Maxwell Tylden Masters FRS (15 April 1833 – 30 May 1907) was an English botanist and taxonomist.
He was the son of William Masters, the nurseryman and botanist of Canterbury and author of Hortus duroverni.

Life
Tylden Masters studied at the King's College London and the University of St Andrews. He attended the lectures of Edward Forbes and John Lindley. His most famous works are Vegetable Teratology, which dealt with teratology (abnormal mutations) of vegetable species, and several works on Chinese plants (particularly conifers), describing many of the new species discovered by Ernest Henry Wilson.

The larch Larix mastersiana and the Nepenthes hybrid N. × mastersiana are named after Tylden Masters, among other plant species.
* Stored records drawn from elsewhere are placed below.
//! Shared application state handed to every handler through `Extension`.

use crate::auth::rate_limit::RateLimiter;
use crate::config::Config;
use crate::utils::jwt::TokenService;
use crate::utils::password::PasswordHasher;
use anyhow::Result;
use sqlx::SqlitePool;
use std::sync::Arc;
use std::time::Duration;

#[derive(Clone)]
pub struct AppState {
    pub pool: SqlitePool,
    pub config: Arc<Config>,
    pub tokens: Arc<TokenService>,
    pub passwords: Arc<PasswordHasher>,
    pub login_limiter: Arc<RateLimiter>,
}

impl AppState {
    /// Builds the state from configuration: loads or generates the signing
    /// key, precomputes the dummy bcrypt hash and sizes the login limiter.
    pub fn new(pool: SqlitePool, config: Config) -> Result<Self> {
        let tokens = TokenService::from_config(&config)?;
        let passwords = PasswordHasher::new(config.bcrypt_cost)?;
        let login_limiter = RateLimiter::new(
            config.login_attempts_per_minute,
            Duration::from_secs(60),
            config.rate_limit_enabled,
        );

        Ok(Self {
            pool,
            config: Arc::new(config),
            tokens: Arc::new(tokens),
            passwords: Arc::new(passwords),
            login_limiter: Arc::new(login_limiter),
        })
    }
}

#[cfg(test)]
impl AppState {
    /// State over a fresh in-memory database with test-friendly settings.
    pub async fn for_tests() -> Self {
        Self::for_tests_with(Config::for_tests()).await
    }

    pub async fn for_tests_with(config: Config) -> Self {
        let db = crate::database::Database::in_memory().await.unwrap();
        Self::new(db.pool().clone(), config).unwrap()
    }
}
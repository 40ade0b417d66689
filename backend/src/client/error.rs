//! Client-side error taxonomy.
//!
//! Every failure the adapter can report is one of a closed set of kinds the
//! UI and the optimistic controller branch on; the HTTP status, when there
//! was one, is kept alongside.

use reqwest::StatusCode;
use serde::Deserialize;
use thiserror::Error;

#[derive(Debug, Clone, Copy, PartialEq, Eq)]
pub enum ErrorKind {
    /// No valid session; the UI should route to login.
    Unauthenticated,
    /// Login rejected.
    InvalidCredentials,
    /// The entity changed on the server since the client last saw it.
    Conflict,
    NotFound,
    RateLimited,
    Validation,
    /// Network failures, timeouts and anything else.
    Unexpected,
}

#[derive(Debug, Clone, Error)]
#[error("{kind:?}: {message}")]
pub struct ClientError {
    pub kind: ErrorKind,
    pub message: String,
    pub status_code: Option<u16>,
}

pub type ClientResult<T> = Result<T, ClientError>;

#[derive(Deserialize)]
struct ErrorBody {
    message: Option<String>,
}

impl ClientError {
    pub fn new(kind: ErrorKind, message: impl Into<String>) -> Self {
        Self {
            kind,
            message: message.into(),
            status_code: None,
        }
    }

    /// Maps a non-success response to an error, preferring the server's
    /// own message from the JSON envelope.
    pub fn from_response(status: StatusCode, body: &str) -> Self {
        let kind = match status {
            StatusCode::UNAUTHORIZED => ErrorKind::Unauthenticated,
            StatusCode::PRECONDITION_FAILED | StatusCode::CONFLICT => ErrorKind::Conflict,
            StatusCode::NOT_FOUND => ErrorKind::NotFound,
            StatusCode::TOO_MANY_REQUESTS => ErrorKind::RateLimited,
            StatusCode::BAD_REQUEST | StatusCode::UNPROCESSABLE_ENTITY => ErrorKind::Validation,
            _ => ErrorKind::Unexpected,
        };

        let message = serde_json::from_str::<ErrorBody>(body)
            .ok()
            .and_then(|parsed| parsed.message)
            .or_else(|| (!body.trim().is_empty()).then(|| body.trim().to_string()))
            .unwrap_or_else(|| {
                status
                    .canonical_reason()
                    .unwrap_or("Request failed")
                    .to_string()
            });

        Self {
            kind,
            message,
            status_code: Some(status.as_u16()),
        }
    }

    pub fn is(&self, kind: ErrorKind) -> bool {
        self.kind == kind
    }
}

impl From<reqwest::Error> for ClientError {
    fn from(error: reqwest::Error) -> Self {
        let message = if error.is_timeout() {
            "Request timed out".to_string()
        } else {
            format!("Request failed: {}", error)
        };

        Self {
            kind: ErrorKind::Unexpected,
            message,
            status_code: error.status().map(|s| s.as_u16()),
        }
    }
}

#[cfg(test)]
mod tests {
    use super::*;

    #[test]
    fn test_status_mapping() {
        let cases = [
            (StatusCode::UNAUTHORIZED, ErrorKind::Unauthenticated),
            (StatusCode::PRECONDITION_FAILED, ErrorKind::Conflict),
            (StatusCode::NOT_FOUND, ErrorKind::NotFound),
            (StatusCode::TOO_MANY_REQUESTS, ErrorKind::RateLimited),
            (StatusCode::BAD_REQUEST, ErrorKind::Validation),
            (StatusCode::INTERNAL_SERVER_ERROR, ErrorKind::Unexpected),
        ];
        for (status, kind) in cases {
            let error = ClientError::from_response(status, "");
            assert_eq!(error.kind, kind);
            assert_eq!(error.status_code, Some(status.as_u16()));
        }
    }

    #[test]
    fn test_message_extraction() {
        let body = r#"{"success":false,"message":"Item '3' not found","timestamp":"x"}"#;
        let error = ClientError::from_response(StatusCode::NOT_FOUND, body);
        assert_eq!(error.message, "Item '3' not found");

        let error = ClientError::from_response(StatusCode::BAD_GATEWAY, "upstream down");
        assert_eq!(error.message, "upstream down");

        let error = ClientError::from_response(StatusCode::BAD_GATEWAY, "");
        assert_eq!(error.message, "Bad Gateway");
    }
}
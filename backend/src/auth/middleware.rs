//! Middleware for protecting authenticated routes and throttling logins.
//!
//! `session_auth` validates the `access_token` cookie and makes the caller
//! available to handlers as `Extension<CurrentUser>`. Every rejection reason
//! is logged separately but answered with the same 401.

use crate::api::common::service_error_to_http;
use crate::auth::cookie::session_token;
use crate::auth::rate_limit::client_key;
use crate::auth::service::AuthService;
use crate::errors::ServiceError;
use crate::state::AppState;
use axum::{
    Extension,
    extract::{ConnectInfo, Request},
    http::{HeaderValue, StatusCode, header::RETRY_AFTER},
    middleware::Next,
    response::{IntoResponse, Response},
};
use std::net::SocketAddr;
use tracing::{debug, error};

/// Session cookie authentication middleware
pub async fn session_auth(
    Extension(state): Extension<AppState>,
    mut request: Request,
    next: Next,
) -> Result<Response, (StatusCode, String)> {
    let token = session_token(request.headers());

    match AuthService::new(&state)
        .authenticate_session(token.as_deref())
        .await
    {
        Ok(current) => {
            request.extensions_mut().insert(current);
            Ok(next.run(request).await)
        }
        Err(ServiceError::Unauthenticated { reason }) => {
            debug!(
                %reason,
                method = %request.method(),
                path = %request.uri().path(),
                "Rejected session"
            );
            Err(service_error_to_http(ServiceError::Unauthenticated { reason }))
        }
        Err(e) => {
            error!("Session validation failed: {}", e);
            Err(service_error_to_http(e))
        }
    }
}

/// Fixed-window throttle in front of the login endpoint
pub async fn login_rate_limit(
    Extension(state): Extension<AppState>,
    request: Request,
    next: Next,
) -> Response {
    let peer = request.extensions().get::<ConnectInfo<SocketAddr>>();
    let key = client_key(request.headers(), peer, state.config.trust_proxy_headers);

    match state.login_limiter.check(&key) {
        Ok(()) => next.run(request).await,
        Err(retry_after_secs) => rate_limited(retry_after_secs),
    }
}

/// 429 answer carrying `Retry-After`.
pub fn rate_limited(retry_after_secs: u64) -> Response {
    let (status, body) = service_error_to_http(ServiceError::RateLimited { retry_after_secs });
    let mut response = (status, body).into_response();
    response
        .headers_mut()
        .insert(RETRY_AFTER, HeaderValue::from(retry_after_secs));
    response
}
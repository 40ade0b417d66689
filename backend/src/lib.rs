//! HomeStock backend library.
//!
//! A household inventory service (items, categories, units) behind
//! cookie-based JWT sessions with server-side revocation, plus the client
//! side of the session protocol and an optimistic update controller.

pub mod api;
pub mod auth;
pub mod client;
pub mod config;
pub mod database;
pub mod errors;
pub mod repositories;
pub mod services;
pub mod state;
pub mod utils;

use axum::{
    Extension, Router,
    http::{HeaderValue, Method, header},
    response::Json,
    routing::get,
};
use serde_json::{Value, json};
use state::AppState;
use std::time::Duration;
use tower_http::{cors::CorsLayer, trace::TraceLayer};
use tracing::warn;

/// Builds the complete HTTP application around the shared state.
pub fn app(state: AppState) -> Router {
    let cors = cors_layer(&state.config.cors_origins);

    Router::new()
        .route("/api/healthz", get(healthz))
        .nest("/api/auth", auth::routes::auth_router())
        .nest("/api/items", api::items::routes::item_router())
        .nest("/api/data", api::data::routes::data_router())
        .layer(Extension(state.pool.clone()))
        .layer(Extension(state))
        .layer(TraceLayer::new_for_http())
        .layer(cors)
}

fn cors_layer(origins: &[String]) -> CorsLayer {
    let origins: Vec<HeaderValue> = origins
        .iter()
        .filter_map(|origin| match origin.parse() {
            Ok(value) => Some(value),
            Err(_) => {
                warn!(origin = %origin, "Ignoring unparsable CORS origin");
                None
            }
        })
        .collect();

    CorsLayer::new()
        .allow_origin(origins)
        .allow_credentials(true)
        .allow_methods([
            Method::GET,
            Method::POST,
            Method::PATCH,
            Method::DELETE,
            Method::OPTIONS,
        ])
        .allow_headers([header::CONTENT_TYPE, header::IF_UNMODIFIED_SINCE])
        .max_age(Duration::from_secs(600))
}

async fn healthz() -> Json<Value> {
    Json(json!({ "ok": true }))
}
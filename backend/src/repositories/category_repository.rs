//! Database repository for item categories.

use crate::{
    api::common::PaginationFilter,
    database::models::{Category, CreateCategory},
};
use anyhow::Result;
use chrono::{DateTime, Utc};
use sqlx::SqlitePool;
use super::like_pattern;

const CATEGORY_COLUMNS: &str = "id, name, description, created_at, updated_at";

pub struct CategoryRepository<'a> {
    pool: &'a SqlitePool,
}

impl<'a> CategoryRepository<'a> {
    pub fn new(pool: &'a SqlitePool) -> Self {
        Self { pool }
    }

    pub async fn create_category(&self, category: &CreateCategory) -> Result<Category> {
        let now = Utc::now();
        let category = sqlx::query_as::<_, Category>(&format!(
            "INSERT INTO categories (name, description, created_at, updated_at)
             VALUES (?, ?, ?, ?)
             RETURNING {CATEGORY_COLUMNS}"
        ))
        .bind(&category.name)
        .bind(&category.description)
        .bind(now)
        .bind(now)
        .fetch_one(self.pool)
        .await?;

        Ok(category)
    }

    pub async fn get_category_by_id(&self, id: i64) -> Result<Option<Category>> {
        let category = sqlx::query_as::<_, Category>(&format!(
            "SELECT {CATEGORY_COLUMNS} FROM categories WHERE id = ?"
        ))
        .bind(id)
        .fetch_optional(self.pool)
        .await?;

        Ok(category)
    }

    pub async fn list_categories(
        &self,
        search: Option<&str>,
        pagination: &PaginationFilter,
    ) -> Result<Vec<Category>> {
        let categories = sqlx::query_as::<_, Category>(&format!(
            "SELECT {CATEGORY_COLUMNS} FROM categories
             WHERE (?1 IS NULL OR name LIKE ?1 ESCAPE '\\')
             ORDER BY name ASC
             LIMIT ?2 OFFSET ?3"
        ))
        .bind(search.map(like_pattern).as_deref())
        .bind(pagination.limit() as i64)
        .bind(pagination.offset() as i64)
        .fetch_all(self.pool)
        .await?;

        Ok(categories)
    }

    pub async fn count_categories(&self, search: Option<&str>) -> Result<u64> {
        let count: i64 = sqlx::query_scalar(
            "SELECT COUNT(*) FROM categories WHERE (?1 IS NULL OR name LIKE ?1 ESCAPE '\\')",
        )
        .bind(search.map(like_pattern).as_deref())
        .fetch_one(self.pool)
        .await?;

        Ok(count as u64)
    }

    /// Conditional write, see `ItemRepository::update_item`.
    pub async fn update_category(
        &self,
        category: &Category,
        expected_updated_at: DateTime<Utc>,
    ) -> Result<Option<Category>> {
        let updated = sqlx::query_as::<_, Category>(&format!(
            "UPDATE categories SET name = ?, description = ?, updated_at = ?
             WHERE id = ? AND updated_at = ?
             RETURNING {CATEGORY_COLUMNS}"
        ))
        .bind(&category.name)
        .bind(&category.description)
        .bind(Utc::now())
        .bind(category.id)
        .bind(expected_updated_at)
        .fetch_optional(self.pool)
        .await?;

        Ok(updated)
    }

    /// Items referencing the category keep existing with `category_id = NULL`.
    pub async fn delete_category(&self, id: i64) -> Result<bool> {
        let result = sqlx::query("DELETE FROM categories WHERE id = ?")
            .bind(id)
            .execute(self.pool)
            .await?;

        Ok(result.rows_affected() > 0)
    }
}
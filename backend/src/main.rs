//! Main entry point for the HomeStock backend.
//!
//! This file initializes logging, loads configuration, opens the database,
//! bootstraps the default user, starts the revocation ledger cleanup and
//! serves the Axum application.

use homestock::{
    app,
    config::Config,
    database::Database,
    services::{
        blacklist_cleanup::spawn_cleanup_task,
        user_service::{DEFAULT_USERNAME, UserService},
    },
    state::AppState,
};
use anyhow::Context;
use std::net::SocketAddr;
use std::time::Duration;
use tracing::{info, warn};
use tracing_subscriber::fmt::init;

#[tokio::main]
async fn main() -> anyhow::Result<()> {
    init();

    let config = Config::from_env()?;
    let db = Database::new(&config).await?;
    let state = AppState::new(db.pool().clone(), config)?;

    if let Some(password) = UserService::new(&state.pool, &state.passwords)
        .ensure_default_user()
        .await?
    {
        warn!(
            username = DEFAULT_USERNAME,
            password = %password,
            "Created default user, change this password after the first login"
        );
    }

    if !state.login_limiter.is_enabled() {
        warn!("Login rate limiting is disabled");
    }

    let cleanup_every = Duration::from_secs(state.config.blacklist_cleanup_interval_minutes.max(1) * 60);
    spawn_cleanup_task(state.pool.clone(), cleanup_every);

    let bind_address = format!("0.0.0.0:{}", state.config.server_port);
    let listener = tokio::net::TcpListener::bind(&bind_address)
        .await
        .with_context(|| format!("Failed to bind {}", bind_address))?;

    info!("Starting HomeStock server on port {}", state.config.server_port);
    axum::serve(
        listener,
        app(state).into_make_service_with_connect_info::<SocketAddr>(),
    )
    .with_graceful_shutdown(async {
        let _ = tokio::signal::ctrl_c().await;
        info!("Shutdown signal received");
    })
    .await?;

    db.close().await;
    Ok(())
}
Including a genus that was published in 1871, Maxwellia from New Caledonia.

Tylden Masters was the editor of the Gardeners' Chronicle between 1866 and 1907, which led to him corresponding with Charles Darwin. He was elected a fellow of the Royal Society in 1870.

He was made a correspondent of the Institute of France in 1888. He was also a chevalier of the order of Leopold.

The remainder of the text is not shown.